Sale’s new book is Rebels Against the Future: The Luddites and Their War on the Industrial Revolution, Addison Wesley, 1995. Like other of his books, it is part social history and scholarship, part novel in the spirit of Zola, and part advocacy on behalf of planet Earth “the only living planet in the universe” which he stubbornly calls the “biosphere.” Sale declares in his opening sentence that he shares an “affinity for the ideas and passions that motivated the subjects of this book, particularly their abiding sense that a world dominated by the technologies of industrial society is fundamentally more detrimental than beneficial to human happiness and survival.”

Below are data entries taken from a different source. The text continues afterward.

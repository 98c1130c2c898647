//! Request handlers for the presentation shell

use super::{page, AppState};
use crate::{
    error::{BgRemovalError, FailureKind, Result},
    processor::ProcessedImage,
    services::{DownloadNamer, ImageCodec},
    tracing_config::{events, spans},
};
use axum::{
    body::Bytes,
    extract::{Multipart, State},
    http::{header, StatusCode},
    response::{Html, IntoResponse, Response},
    Json,
};
use serde::Serialize;
use tracing::{info, Instrument};
use uuid::Uuid;

/// Multipart field carrying the uploaded image
pub const UPLOAD_FIELD: &str = "image";

/// One uploaded file
#[derive(Debug)]
struct Upload {
    file_name: String,
    bytes: Bytes,
}

/// A processed upload ready to be rendered or downloaded
#[derive(Debug)]
struct Outcome {
    upload: Upload,
    processed: ProcessedImage,
    download_name: String,
}

#[derive(Debug, Serialize)]
pub(crate) struct ErrorBody {
    error: String,
    hint: &'static str,
}

#[derive(Debug, Serialize)]
pub(crate) struct HealthBody {
    status: &'static str,
    segmenter: String,
    version: &'static str,
}

fn status_for(error: &BgRemovalError) -> StatusCode {
    match error.kind() {
        FailureKind::Decode => StatusCode::UNPROCESSABLE_ENTITY,
        FailureKind::Processing => StatusCode::INTERNAL_SERVER_ERROR,
    }
}

pub(crate) async fn index(State(state): State<AppState>) -> Html<String> {
    Html(page::index(&state.config))
}

pub(crate) async fn health(State(state): State<AppState>) -> Json<HealthBody> {
    Json(HealthBody {
        status: "ok",
        segmenter: state.processor.segmenter_name().to_string(),
        version: env!("CARGO_PKG_VERSION"),
    })
}

/// Form submission: render the result page or the error page
pub(crate) async fn remove_form(State(state): State<AppState>, multipart: Multipart) -> Response {
    let request_id = Uuid::new_v4().to_string();
    async move {
        match process_upload(&state, multipart).await {
            Ok(outcome) => {
                let mime = ImageCodec::guess_mime(&outcome.upload.bytes);
                let view = page::ResultView {
                    original: &outcome.upload.bytes,
                    original_mime: mime,
                    processed_png: &outcome.processed.png,
                    download_name: &outcome.download_name,
                };
                Html(page::result(&state.config, &view)).into_response()
            },
            Err(e) => {
                events::error_with_context(&e, "remove");
                (status_for(&e), Html(page::error(&state.config, &e.to_string()))).into_response()
            },
        }
    }
    .instrument(spans::request(&request_id, "/remove"))
    .await
}

/// Programmatic variant: the PNG itself, or a JSON error
pub(crate) async fn remove_api(State(state): State<AppState>, multipart: Multipart) -> Response {
    let request_id = Uuid::new_v4().to_string();
    async move {
        match process_upload(&state, multipart).await {
            Ok(outcome) => (
                [
                    (header::CONTENT_TYPE, "image/png".to_string()),
                    (
                        header::CONTENT_DISPOSITION,
                        format!("attachment; filename=\"{}\"", outcome.download_name),
                    ),
                ],
                outcome.processed.png,
            )
                .into_response(),
            Err(e) => {
                events::error_with_context(&e, "api remove");
                let body = ErrorBody {
                    error: e.to_string(),
                    hint: page::ERROR_HINT,
                };
                (status_for(&e), Json(body)).into_response()
            },
        }
    }
    .instrument(spans::request(&request_id, "/api/remove"))
    .await
}

async fn process_upload(state: &AppState, mut multipart: Multipart) -> Result<Outcome> {
    let upload = read_upload(&mut multipart).await?;
    if !state.config.upload.accepts(&upload.file_name) {
        return Err(BgRemovalError::unsupported_format(format!(
            "'{}' is not one of the accepted formats ({})",
            upload.file_name,
            state.config.upload.accepted_extensions.join(", ")
        )));
    }
    info!(file_name = %upload.file_name, bytes = upload.bytes.len(), "Upload received");

    let processor = state.processor.clone();
    let bytes = upload.bytes.clone();
    let processed = tokio::task::spawn_blocking(move || processor.process_bytes(&bytes))
        .await
        .map_err(|e| BgRemovalError::internal(format!("Processing task failed: {e}")))??;

    let download_name = DownloadNamer::file_name(&upload.file_name, &state.config.download);
    Ok(Outcome {
        upload,
        processed,
        download_name,
    })
}

async fn read_upload(multipart: &mut Multipart) -> Result<Upload> {
    while let Some(field) = multipart
        .next_field()
        .await
        .map_err(|e| BgRemovalError::decode(format!("Malformed upload: {e}")))?
    {
        if field.name() != Some(UPLOAD_FIELD) {
            continue;
        }
        let file_name = field.file_name().unwrap_or_default().to_string();
        let bytes = field
            .bytes()
            .await
            .map_err(|e| BgRemovalError::decode(format!("Failed to read upload: {e}")))?;
        return Ok(Upload { file_name, bytes });
    }

    Err(BgRemovalError::decode(format!(
        "No image was uploaded (expected form field '{UPLOAD_FIELD}')"
    )))
}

Sale argues that “human happiness” in central England, prior to the Luddite rebellion there in 1811 and 1812, was rooted like an oak in three and four centuries of stable family and community life. Most of the families worked together in the wool and cotton trades that accounted for the bulk of England’s lucrative export market. This was cottage industry in the purest sense of the phrase. “Work usually involved some bodily skill,” writes Sale,--like combing, spinning and weaving wool—”and some mental agility, often a craft in which a person would take some pride, usually with the family pitching in and with occasions for songs and stories and gossip the while, and when times were good it was possible to lay by a shilling or two and when work was slack there was always a garden and a few animals to fall back on.”

Not that life in these cottage communities was wholly idyllic, without travail and discord, even before “the problem” emerged. Sale notes that the “cottage weaver” often toiled in “damp and crowded quarters,” was generally beholden to merchant suppliers and buyers of his “finished goods,” and so was “part of an ’outworker proletariat’ long before the power loom was perfected.” Sale notes further that patriarchy “was the norm in the countryside villages” though women could “earn an equal social status” with men that children entered the work force at an early age, and that “life was usually as bare and simple and functional as the furniture in the parlor.”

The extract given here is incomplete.